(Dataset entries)
******

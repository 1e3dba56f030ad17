//! Collection pipeline: higher-order methods on an already typed array.
//!
//! The catalog is closed. Methods outside it answer `None` and the caller
//! decides how to degrade.
use crate::engine::Engine;
use crate::ty::{unwrap, Kind, Literal, ScalarKind, Type};
use crate::walk::Argument;

/// Methods that reorder, regroup or resize without touching element types.
const PASSTHROUGH: &[&str] = &[
    "filter", "reject", "flatten", "groupBy", "sortBy", "sortByDesc", "take", "skip",
    "keyBy", "unique", "reverse", "sort", "sortKeys", "slice", "where", "whereIn",
];

impl<'a> Engine<'a> {
    pub fn resolve_collection_method(&self, name: &str, receiver: &Type, args: &[Argument]) -> Option<Type> {
        let depth = self.config.max_depth;
        let view = unwrap(receiver, depth);
        let arr = view.as_array()?;
        let item = arr.item_type().with_required(false);
        let key = arr.key_type();
        let origin = arr.origin.clone();

        let ty = match name {
            "toArray" | "all" => receiver.clone().with_origin(None),
            "values" => Type::keyed(None, item).with_origin(origin),
            "keys" => Type::list(key.unwrap_or_else(Type::integer)).with_origin(origin),
            "first" | "last" | "get" => {
                let fallback = match args.get(1) {
                    Some(arg) => self.default_value(arg),
                    None => Type::null(),
                };
                Type::union([item, fallback])
            }
            "count" => {
                let mut t = Type::integer();
                if let Kind::Scalar(s) = &mut t.kind { s.minimum = Some(0.0.into()); }
                t
            }
            "isEmpty" | "isNotEmpty" => Type::boolean(),
            "map" => {
                let position = key.clone().unwrap_or_else(Type::integer);
                let mapped = self.callback_return(args.first()?, &[item, position])?;
                Type::keyed(key, mapped.with_required(false)).with_origin(origin)
            }
            "mapWithKeys" => {
                let position = key.unwrap_or_else(Type::integer);
                let pairs = self.callback_return(args.first()?, &[item, position])?;
                let arms = pairs.members().iter()
                    .map(|m| single_entry_map(m, depth).map(|t| t.with_origin(origin.clone())))
                    .collect::<Option<Vec<_>>>()?;
                Type::union(arms)
            }
            "pluck" => {
                let value = self.pluck_from(&item, args.first()?)?;
                let key = match args.get(1) {
                    Some(arg) => Some(self.pluck_from(&item, arg)?),
                    None => None,
                };
                Type::keyed(key, value).with_origin(origin)
            }
            _ if PASSTHROUGH.contains(&name) => receiver.clone(),
            _ => return None,
        };
        Some(ty)
    }

    fn callback_return(&self, callback: &Argument, args: &[Type]) -> Option<Type> {
        self.callables.resolve_callable_return(&callback.expr, args, &callback.scope, self)
    }

    /// A default may be given lazily as a closure.
    fn default_value(&self, arg: &Argument) -> Type {
        self.callback_return(arg, &[]).unwrap_or_else(|| arg.ty.clone())
    }

    /// Union of the item's fields named by the argument (dot paths descend).
    fn pluck_from(&self, item: &Type, arg: &Argument) -> Option<Type> {
        let names: Vec<String> = arg.string_alternatives().into_iter().flatten().collect();
        if names.is_empty() {
            return None;
        }
        let found = names.iter().map(|n| {
            let mut at = item.clone();
            for seg in n.split('.') {
                at = at.field(seg);
            }
            at.with_required(false)
        });
        Some(Type::union(found))
    }
}

/// `[$key => $value]` returned by a `mapWithKeys` callback, as a keyed map.
fn single_entry_map(t: &Type, depth: usize) -> Option<Type> {
    let arr = t.as_array()?;
    if let Some(shape) = &arr.shape {
        if shape.len() == 1 {
            let (k, v) = shape.first()?;
            let key = match k.parse::<i64>() {
                Ok(i) => Type::literal_set(ScalarKind::Integer, [Literal::Int(i)]),
                Err(_) => Type::literal_set(ScalarKind::String, [Literal::Str(k.clone())]),
            };
            return Some(Type::keyed(Some(key), v.clone().with_required(false)));
        }
    }
    let keyed = unwrap(t, depth);
    let arr = keyed.as_array()?;
    Some(Type::keyed(Some(arr.key_type().unwrap_or_else(Type::integer)), arr.item_type()))
}

// ------------------------------- Tests ------------------------------------ //
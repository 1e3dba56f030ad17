//! Lowering: `Type` tree → JSON-Schema-like document.
use indexmap::IndexMap;
use serde_json::{json, Map, Value};
use crate::ty::{ArrTy, Kind, ScalarKind, ScalarTy, Type};

pub fn lower_to_schema(t: &Type) -> Value {
    let mut o = match &t.kind {
        Kind::Unknown => json!({}),
        Kind::Scalar(s) => lower_scalar(s),
        Kind::Array(arr) => lower_array(arr),
        Kind::Object(obj) => lower_object(&obj.properties, obj.origin.as_deref()),
        Kind::Union { members } => json!({ "oneOf": members.iter().map(lower_to_schema).collect::<Vec<_>>() }),
    };
    if let Some(description) = &t.description {
        o["description"] = Value::from(description.clone());
    }
    if !t.examples.is_empty() {
        o["examples"] = Value::Array(t.examples.iter().cloned().map(Value::from).collect());
    }
    o
}

// ---- scalar ----
fn lower_scalar(s: &ScalarTy) -> Value {
    let ty = match s.kind {
        ScalarKind::String => "string",
        ScalarKind::Integer => "integer",
        ScalarKind::Float => "number",
        ScalarKind::Bool => "boolean",
        ScalarKind::Null => "null",
    };
    let mut o = json!({ "type": ty });
    if !s.literals.is_empty() {
        o["enum"] = Value::Array(s.literals.iter().map(|l| l.to_json()).collect());
    }
    if let Some(format) = &s.format {
        o["format"] = Value::from(format.clone());
    }
    if let Some(min) = s.minimum {
        o["minimum"] = json_num_pref_i64(min.0);
    }
    if let Some(max) = s.maximum {
        o["maximum"] = json_num_pref_i64(max.0);
    }
    if let Some(pattern) = &s.pattern {
        o["pattern"] = Value::from(pattern.clone());
    }
    o
}

// ---- array ----
fn lower_array(arr: &ArrTy) -> Value {
    if let Some(shape) = &arr.shape {
        let positional = shape.keys().enumerate().all(|(i, k)| k.parse::<usize>() == Ok(i));
        if positional && !shape.is_empty() {
            // tuple via prefixItems
            return json!({
                "type": "array",
                "prefixItems": shape.values().map(lower_to_schema).collect::<Vec<_>>(),
                "minItems": shape.values().filter(|v| v.required).count(),
                "maxItems": shape.len()
            });
        }
        return lower_object(shape, None);
    }
    let item = lower_to_schema(&arr.item_type());
    match arr.key.as_deref() {
        None => json!({ "type": "array", "items": item }),
        Some(key) => {
            let mut o = json!({ "type": "object", "additionalProperties": item });
            let names = lower_to_schema(key);
            if names.get("enum").is_some() || names.get("format").is_some() {
                o["propertyNames"] = names;
            }
            o
        }
    }
}

// ---- object ----
fn lower_object(properties: &IndexMap<String, Type>, origin: Option<&str>) -> Value {
    let mut props = Map::new();
    let mut required: Vec<Value> = Vec::new();
    for (k, t) in properties {
        props.insert(k.clone(), lower_to_schema(t));
        if t.required {
            required.push(Value::from(k.clone()));
        }
    }
    let mut o = json!({ "type": "object", "properties": props });
    if !required.is_empty() {
        o["required"] = Value::Array(required);
    }
    if let Some(origin) = origin {
        o["title"] = Value::from(origin);
    }
    o
}

// Helper: prefer emitting integers when exact
fn json_num_pref_i64(n: f64) -> Value {
    if n.is_finite() && n.fract() == 0.0 && n >= i64::MIN as f64 && n <= i64::MAX as f64 {
        Value::from(n as i64)
    } else {
        Value::from(n)
    }
}

#[cfg(test)]
mod tests {
    use super::*;
    use crate::ty::Literal;

    #[test]
    fn scalars_carry_constraints() {
        let mut t = Type::literal_set(ScalarKind::Integer, [Literal::Int(1), Literal::Int(2)]);
        if let Kind::Scalar(s) = &mut t.kind { s.minimum = Some(0.0.into()); }
        assert_eq!(lower_to_schema(&t), json!({ "type": "integer", "enum": [1, 2], "minimum": 0 }));
        assert_eq!(lower_to_schema(&Type::formatted(ScalarKind::String, "email")), json!({ "type": "string", "format": "email" }));
        assert_eq!(lower_to_schema(&Type::unknown()), json!({}));
    }

    #[test]
    fn objects_list_required_properties() {
        let mut props = IndexMap::new();
        props.insert("id".to_string(), Type::integer().with_required(true));
        props.insert("note".to_string(), Type::string().nullable());
        let schema = lower_to_schema(&Type::object(props, Some("User".into())));
        assert_eq!(schema, json!({
            "type": "object",
            "properties": {
                "id": { "type": "integer" },
                "note": { "oneOf": [{ "type": "string" }, { "type": "null" }] }
            },
            "required": ["id"],
            "title": "User"
        }));
    }

    #[test]
    fn arrays_lower_by_form() {
        assert_eq!(lower_to_schema(&Type::list(Type::boolean())), json!({ "type": "array", "items": { "type": "boolean" } }));
        let map = Type::keyed(Some(Type::string()), Type::integer());
        assert_eq!(lower_to_schema(&map), json!({ "type": "object", "additionalProperties": { "type": "integer" } }));
        let tuple = Type::from_literal(&serde_json::json!([1, "a"]));
        let schema = lower_to_schema(&tuple);
        assert_eq!(schema["prefixItems"].as_array().unwrap().len(), 2);
        assert_eq!(schema["minItems"], json!(2));
        let record = Type::from_literal(&serde_json::json!({ "a": true }));
        assert_eq!(lower_to_schema(&record)["required"], json!(["a"]));
    }

    #[test]
    fn descriptions_and_examples_are_kept() {
        let mut t = Type::string().with_description(Some("Display name".into()));
        t.examples = vec!["Ada".into()];
        assert_eq!(lower_to_schema(&t), json!({ "type": "string", "description": "Display name", "examples": ["Ada"] }));
    }
}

******

Requirement: The lines above that hold the word "ArrTy" should be found and copied out.

Response to this exercise:
use crate::ty::{ArrTy, Kind, ScalarKind, ScalarTy, Type};
fn lower_array(arr: &ArrTy) -> Value {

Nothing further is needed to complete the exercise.